■ **Goal of the exercise**
When the word "JOIN" appears in a line of the data below, list that line.
========================================
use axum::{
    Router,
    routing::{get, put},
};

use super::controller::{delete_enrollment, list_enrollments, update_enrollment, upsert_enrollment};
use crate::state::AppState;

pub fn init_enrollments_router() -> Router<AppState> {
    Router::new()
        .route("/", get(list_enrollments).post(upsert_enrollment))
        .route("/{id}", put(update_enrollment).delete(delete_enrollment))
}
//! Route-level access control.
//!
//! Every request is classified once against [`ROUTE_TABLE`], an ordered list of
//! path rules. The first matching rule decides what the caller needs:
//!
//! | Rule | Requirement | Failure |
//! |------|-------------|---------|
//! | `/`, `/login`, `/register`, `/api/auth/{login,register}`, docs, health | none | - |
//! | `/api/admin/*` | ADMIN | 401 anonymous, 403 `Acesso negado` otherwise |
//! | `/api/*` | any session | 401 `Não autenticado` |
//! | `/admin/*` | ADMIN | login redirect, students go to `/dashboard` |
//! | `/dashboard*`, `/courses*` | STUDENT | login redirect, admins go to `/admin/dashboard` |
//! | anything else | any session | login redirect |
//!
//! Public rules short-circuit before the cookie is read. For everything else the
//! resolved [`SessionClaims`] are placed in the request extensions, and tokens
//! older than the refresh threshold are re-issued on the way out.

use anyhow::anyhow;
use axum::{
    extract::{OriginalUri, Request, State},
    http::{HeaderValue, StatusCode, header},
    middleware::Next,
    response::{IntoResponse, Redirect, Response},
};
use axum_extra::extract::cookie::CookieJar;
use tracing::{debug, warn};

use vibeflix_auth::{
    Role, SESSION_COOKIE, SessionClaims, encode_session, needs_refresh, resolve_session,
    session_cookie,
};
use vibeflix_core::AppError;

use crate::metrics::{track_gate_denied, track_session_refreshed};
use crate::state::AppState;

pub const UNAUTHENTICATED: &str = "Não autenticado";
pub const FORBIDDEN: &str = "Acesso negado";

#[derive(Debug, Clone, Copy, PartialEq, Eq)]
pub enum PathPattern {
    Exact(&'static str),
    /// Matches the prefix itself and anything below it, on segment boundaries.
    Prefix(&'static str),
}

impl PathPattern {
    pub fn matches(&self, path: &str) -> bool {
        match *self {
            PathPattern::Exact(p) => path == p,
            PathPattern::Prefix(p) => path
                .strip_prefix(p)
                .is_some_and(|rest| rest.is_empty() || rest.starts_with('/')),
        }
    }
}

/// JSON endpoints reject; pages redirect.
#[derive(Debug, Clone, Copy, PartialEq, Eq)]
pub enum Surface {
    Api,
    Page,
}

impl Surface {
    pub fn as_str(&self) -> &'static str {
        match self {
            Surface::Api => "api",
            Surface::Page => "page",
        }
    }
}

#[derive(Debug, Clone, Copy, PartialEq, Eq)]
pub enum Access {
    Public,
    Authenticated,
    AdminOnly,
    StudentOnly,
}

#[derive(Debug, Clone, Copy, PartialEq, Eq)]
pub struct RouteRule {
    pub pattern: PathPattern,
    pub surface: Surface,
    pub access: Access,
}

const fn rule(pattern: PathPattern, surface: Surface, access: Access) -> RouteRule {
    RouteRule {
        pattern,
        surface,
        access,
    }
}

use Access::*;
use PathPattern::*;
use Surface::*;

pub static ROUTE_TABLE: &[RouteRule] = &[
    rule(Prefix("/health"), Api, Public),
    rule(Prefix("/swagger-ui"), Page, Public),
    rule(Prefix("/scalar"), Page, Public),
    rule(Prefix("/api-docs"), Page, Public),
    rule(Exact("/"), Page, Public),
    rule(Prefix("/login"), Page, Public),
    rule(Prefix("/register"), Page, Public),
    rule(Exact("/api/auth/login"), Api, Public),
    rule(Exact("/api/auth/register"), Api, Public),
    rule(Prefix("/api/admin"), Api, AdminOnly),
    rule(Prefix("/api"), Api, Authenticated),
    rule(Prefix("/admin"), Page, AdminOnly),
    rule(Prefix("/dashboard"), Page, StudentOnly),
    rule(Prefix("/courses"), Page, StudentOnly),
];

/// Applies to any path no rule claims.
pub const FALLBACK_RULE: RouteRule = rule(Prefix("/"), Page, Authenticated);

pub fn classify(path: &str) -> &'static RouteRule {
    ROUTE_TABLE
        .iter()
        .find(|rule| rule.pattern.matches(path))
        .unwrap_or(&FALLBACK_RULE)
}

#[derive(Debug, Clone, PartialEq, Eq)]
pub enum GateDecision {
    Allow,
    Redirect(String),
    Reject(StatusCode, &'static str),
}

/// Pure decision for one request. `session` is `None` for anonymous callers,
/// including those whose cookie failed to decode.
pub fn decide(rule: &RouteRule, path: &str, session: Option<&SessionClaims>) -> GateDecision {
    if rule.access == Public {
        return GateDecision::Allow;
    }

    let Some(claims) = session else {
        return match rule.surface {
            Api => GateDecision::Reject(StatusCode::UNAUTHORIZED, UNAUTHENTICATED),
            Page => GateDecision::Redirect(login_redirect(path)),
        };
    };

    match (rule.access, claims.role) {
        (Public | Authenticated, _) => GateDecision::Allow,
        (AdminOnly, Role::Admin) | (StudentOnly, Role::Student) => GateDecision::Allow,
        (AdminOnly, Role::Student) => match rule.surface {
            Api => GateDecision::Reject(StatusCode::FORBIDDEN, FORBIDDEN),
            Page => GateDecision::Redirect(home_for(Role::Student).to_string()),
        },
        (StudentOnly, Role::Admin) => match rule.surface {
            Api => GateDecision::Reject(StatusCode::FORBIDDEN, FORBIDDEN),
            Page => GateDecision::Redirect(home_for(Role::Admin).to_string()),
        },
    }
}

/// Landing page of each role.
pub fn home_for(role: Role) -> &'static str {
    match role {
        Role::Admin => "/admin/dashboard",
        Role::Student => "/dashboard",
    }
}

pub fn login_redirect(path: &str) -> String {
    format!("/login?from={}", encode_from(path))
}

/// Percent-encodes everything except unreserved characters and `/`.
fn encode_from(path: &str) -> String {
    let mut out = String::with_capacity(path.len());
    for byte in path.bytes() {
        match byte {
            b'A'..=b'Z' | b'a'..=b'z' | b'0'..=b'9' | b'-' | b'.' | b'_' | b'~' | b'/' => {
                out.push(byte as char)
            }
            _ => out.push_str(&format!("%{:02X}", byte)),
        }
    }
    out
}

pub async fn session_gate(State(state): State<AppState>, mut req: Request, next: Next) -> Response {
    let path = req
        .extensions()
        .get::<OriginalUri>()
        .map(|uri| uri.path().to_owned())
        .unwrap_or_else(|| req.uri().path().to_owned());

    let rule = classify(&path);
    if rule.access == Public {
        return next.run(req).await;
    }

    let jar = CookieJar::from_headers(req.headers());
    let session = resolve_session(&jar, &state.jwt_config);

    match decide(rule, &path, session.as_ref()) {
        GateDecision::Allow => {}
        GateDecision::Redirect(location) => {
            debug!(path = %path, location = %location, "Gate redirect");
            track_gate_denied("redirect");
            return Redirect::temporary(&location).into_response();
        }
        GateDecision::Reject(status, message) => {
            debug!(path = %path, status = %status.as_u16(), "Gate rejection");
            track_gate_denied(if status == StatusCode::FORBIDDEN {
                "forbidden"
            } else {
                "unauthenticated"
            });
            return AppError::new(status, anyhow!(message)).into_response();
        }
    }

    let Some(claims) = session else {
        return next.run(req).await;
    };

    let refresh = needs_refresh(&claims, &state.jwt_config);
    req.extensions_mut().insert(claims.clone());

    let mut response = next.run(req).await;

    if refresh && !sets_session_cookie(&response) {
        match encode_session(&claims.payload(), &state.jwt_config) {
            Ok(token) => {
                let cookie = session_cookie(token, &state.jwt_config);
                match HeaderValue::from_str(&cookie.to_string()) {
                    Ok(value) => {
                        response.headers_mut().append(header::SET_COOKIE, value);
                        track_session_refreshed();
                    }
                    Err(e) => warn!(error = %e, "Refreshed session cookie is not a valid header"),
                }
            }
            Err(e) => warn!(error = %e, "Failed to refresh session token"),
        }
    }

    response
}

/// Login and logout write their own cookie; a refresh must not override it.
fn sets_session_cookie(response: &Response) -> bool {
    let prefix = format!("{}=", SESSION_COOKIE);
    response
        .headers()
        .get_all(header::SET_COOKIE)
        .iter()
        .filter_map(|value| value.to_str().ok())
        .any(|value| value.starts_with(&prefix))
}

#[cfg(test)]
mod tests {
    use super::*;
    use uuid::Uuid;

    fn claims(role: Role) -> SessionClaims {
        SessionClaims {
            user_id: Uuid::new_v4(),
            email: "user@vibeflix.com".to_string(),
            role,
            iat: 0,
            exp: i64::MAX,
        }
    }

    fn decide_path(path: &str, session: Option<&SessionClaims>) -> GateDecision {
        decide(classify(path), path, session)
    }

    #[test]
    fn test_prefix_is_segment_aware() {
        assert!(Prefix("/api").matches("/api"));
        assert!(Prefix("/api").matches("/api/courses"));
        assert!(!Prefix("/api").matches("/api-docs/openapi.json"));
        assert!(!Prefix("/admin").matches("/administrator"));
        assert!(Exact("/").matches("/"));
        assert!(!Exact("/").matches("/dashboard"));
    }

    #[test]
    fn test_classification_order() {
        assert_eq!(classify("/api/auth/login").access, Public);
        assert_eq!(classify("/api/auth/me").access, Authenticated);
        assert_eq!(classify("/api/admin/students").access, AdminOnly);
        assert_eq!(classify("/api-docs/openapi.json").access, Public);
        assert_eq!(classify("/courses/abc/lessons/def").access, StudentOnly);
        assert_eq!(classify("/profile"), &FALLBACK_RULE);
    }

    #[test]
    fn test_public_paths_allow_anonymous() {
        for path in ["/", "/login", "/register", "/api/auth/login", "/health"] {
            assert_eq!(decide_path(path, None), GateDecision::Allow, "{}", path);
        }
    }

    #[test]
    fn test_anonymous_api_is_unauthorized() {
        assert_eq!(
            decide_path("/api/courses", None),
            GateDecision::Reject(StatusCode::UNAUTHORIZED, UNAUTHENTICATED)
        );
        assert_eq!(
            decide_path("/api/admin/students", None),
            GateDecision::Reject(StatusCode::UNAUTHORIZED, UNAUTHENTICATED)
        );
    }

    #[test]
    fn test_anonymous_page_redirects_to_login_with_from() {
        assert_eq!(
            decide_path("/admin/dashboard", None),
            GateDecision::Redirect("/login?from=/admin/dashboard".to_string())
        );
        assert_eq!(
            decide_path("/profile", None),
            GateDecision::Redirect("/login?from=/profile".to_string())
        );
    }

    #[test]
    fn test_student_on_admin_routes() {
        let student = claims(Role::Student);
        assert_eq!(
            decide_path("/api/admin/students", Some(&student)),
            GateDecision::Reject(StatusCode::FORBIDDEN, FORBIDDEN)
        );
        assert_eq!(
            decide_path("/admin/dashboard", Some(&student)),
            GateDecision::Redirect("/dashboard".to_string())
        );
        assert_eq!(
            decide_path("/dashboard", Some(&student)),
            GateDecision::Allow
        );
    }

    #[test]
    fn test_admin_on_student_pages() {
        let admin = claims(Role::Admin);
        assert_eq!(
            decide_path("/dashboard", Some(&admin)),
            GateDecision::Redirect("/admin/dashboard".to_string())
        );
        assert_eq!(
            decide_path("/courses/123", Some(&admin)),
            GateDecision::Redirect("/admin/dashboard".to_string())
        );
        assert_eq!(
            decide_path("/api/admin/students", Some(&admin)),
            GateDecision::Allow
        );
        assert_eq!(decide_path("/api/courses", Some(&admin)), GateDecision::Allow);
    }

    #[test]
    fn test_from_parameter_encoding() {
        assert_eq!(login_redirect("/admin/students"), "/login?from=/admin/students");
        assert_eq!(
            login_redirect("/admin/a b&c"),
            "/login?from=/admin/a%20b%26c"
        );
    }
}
========================================
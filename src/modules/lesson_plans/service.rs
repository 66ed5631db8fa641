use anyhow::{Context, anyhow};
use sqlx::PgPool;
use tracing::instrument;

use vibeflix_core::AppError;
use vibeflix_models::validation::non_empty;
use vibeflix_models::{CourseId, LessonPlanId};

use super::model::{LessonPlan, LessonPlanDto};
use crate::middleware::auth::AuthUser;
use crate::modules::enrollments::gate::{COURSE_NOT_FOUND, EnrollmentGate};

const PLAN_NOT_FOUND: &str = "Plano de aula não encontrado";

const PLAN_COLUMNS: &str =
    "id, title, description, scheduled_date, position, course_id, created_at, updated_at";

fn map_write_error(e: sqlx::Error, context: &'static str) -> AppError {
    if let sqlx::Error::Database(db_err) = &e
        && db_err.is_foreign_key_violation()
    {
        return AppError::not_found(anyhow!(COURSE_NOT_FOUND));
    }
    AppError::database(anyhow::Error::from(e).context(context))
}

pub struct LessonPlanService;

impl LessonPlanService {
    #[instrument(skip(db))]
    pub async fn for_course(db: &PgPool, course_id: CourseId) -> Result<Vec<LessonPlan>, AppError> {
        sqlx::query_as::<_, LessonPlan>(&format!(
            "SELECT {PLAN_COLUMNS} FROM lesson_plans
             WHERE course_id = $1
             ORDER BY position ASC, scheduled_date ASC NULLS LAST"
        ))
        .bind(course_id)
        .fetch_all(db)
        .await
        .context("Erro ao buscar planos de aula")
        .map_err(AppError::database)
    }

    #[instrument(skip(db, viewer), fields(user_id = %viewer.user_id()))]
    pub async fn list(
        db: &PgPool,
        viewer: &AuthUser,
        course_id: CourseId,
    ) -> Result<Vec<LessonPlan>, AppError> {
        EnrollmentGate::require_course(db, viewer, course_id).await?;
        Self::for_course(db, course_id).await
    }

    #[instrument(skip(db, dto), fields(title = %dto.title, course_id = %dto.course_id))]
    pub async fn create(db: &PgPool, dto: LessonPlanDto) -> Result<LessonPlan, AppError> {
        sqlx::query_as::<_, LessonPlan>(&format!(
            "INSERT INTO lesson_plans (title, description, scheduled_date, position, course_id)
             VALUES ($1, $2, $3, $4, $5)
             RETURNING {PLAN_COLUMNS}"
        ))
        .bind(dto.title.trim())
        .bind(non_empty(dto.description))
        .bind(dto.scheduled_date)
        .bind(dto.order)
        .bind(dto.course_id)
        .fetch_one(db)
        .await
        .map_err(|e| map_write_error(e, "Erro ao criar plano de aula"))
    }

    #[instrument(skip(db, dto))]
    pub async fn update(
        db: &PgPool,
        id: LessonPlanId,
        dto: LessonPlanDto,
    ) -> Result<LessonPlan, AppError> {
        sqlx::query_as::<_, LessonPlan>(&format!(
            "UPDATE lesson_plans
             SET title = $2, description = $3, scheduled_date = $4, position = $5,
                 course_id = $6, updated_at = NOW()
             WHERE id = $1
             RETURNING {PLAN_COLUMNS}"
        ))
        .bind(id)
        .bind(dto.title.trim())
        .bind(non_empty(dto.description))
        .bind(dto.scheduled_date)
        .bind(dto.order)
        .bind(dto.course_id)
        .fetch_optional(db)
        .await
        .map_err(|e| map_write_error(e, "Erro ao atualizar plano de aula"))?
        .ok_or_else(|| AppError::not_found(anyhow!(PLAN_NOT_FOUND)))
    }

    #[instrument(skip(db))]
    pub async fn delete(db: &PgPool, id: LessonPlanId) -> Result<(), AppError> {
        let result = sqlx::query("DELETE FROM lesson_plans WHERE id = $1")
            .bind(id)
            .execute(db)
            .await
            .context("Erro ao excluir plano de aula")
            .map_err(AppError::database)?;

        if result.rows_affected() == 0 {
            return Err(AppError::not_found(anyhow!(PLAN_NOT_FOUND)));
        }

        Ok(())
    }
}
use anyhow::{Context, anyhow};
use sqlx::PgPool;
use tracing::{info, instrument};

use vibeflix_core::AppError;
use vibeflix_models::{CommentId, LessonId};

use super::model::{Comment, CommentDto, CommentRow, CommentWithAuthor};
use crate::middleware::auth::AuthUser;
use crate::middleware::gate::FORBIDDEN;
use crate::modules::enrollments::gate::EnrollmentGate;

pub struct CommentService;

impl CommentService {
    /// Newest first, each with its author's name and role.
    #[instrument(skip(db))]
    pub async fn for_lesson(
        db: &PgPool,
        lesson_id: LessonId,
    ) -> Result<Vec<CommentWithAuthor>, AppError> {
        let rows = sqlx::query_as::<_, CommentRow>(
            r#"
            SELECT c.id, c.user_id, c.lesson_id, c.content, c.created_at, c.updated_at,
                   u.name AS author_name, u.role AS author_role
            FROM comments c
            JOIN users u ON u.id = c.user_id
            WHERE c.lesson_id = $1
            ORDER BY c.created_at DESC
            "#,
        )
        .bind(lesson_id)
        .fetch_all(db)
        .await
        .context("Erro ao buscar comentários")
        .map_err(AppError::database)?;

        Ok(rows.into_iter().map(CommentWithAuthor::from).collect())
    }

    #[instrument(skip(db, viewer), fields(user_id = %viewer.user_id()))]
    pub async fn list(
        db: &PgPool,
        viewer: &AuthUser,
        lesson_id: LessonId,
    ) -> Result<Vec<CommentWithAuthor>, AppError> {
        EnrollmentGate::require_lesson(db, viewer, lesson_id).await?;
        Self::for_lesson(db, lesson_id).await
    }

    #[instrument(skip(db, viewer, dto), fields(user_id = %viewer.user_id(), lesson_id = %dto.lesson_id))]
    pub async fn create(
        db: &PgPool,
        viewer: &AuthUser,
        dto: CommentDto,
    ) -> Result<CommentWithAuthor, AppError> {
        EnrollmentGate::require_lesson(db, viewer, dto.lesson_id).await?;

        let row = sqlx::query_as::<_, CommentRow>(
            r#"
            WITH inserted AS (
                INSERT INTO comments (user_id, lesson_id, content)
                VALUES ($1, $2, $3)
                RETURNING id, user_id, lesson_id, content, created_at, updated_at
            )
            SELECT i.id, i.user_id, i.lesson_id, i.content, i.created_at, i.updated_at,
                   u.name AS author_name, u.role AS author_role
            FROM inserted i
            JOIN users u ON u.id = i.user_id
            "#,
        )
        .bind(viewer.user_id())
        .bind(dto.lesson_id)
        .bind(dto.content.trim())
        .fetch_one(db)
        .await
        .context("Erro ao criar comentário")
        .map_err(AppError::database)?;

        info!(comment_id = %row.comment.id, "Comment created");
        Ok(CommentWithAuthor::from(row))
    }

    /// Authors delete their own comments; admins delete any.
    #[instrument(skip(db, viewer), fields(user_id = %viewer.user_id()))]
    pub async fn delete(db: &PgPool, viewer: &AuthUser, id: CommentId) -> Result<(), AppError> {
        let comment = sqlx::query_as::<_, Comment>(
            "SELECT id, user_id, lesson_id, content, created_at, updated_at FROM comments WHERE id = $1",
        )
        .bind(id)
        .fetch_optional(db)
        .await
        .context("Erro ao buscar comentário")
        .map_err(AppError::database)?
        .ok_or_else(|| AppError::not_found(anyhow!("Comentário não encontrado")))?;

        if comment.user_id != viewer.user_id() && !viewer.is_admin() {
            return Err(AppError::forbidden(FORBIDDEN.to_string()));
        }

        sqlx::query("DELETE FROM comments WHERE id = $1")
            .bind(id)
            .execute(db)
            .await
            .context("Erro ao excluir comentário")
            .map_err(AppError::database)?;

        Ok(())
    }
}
========================================
■ **Answer to this exercise**
            JOIN users u ON u.id = c.user_id
            JOIN users u ON u.id = i.user_id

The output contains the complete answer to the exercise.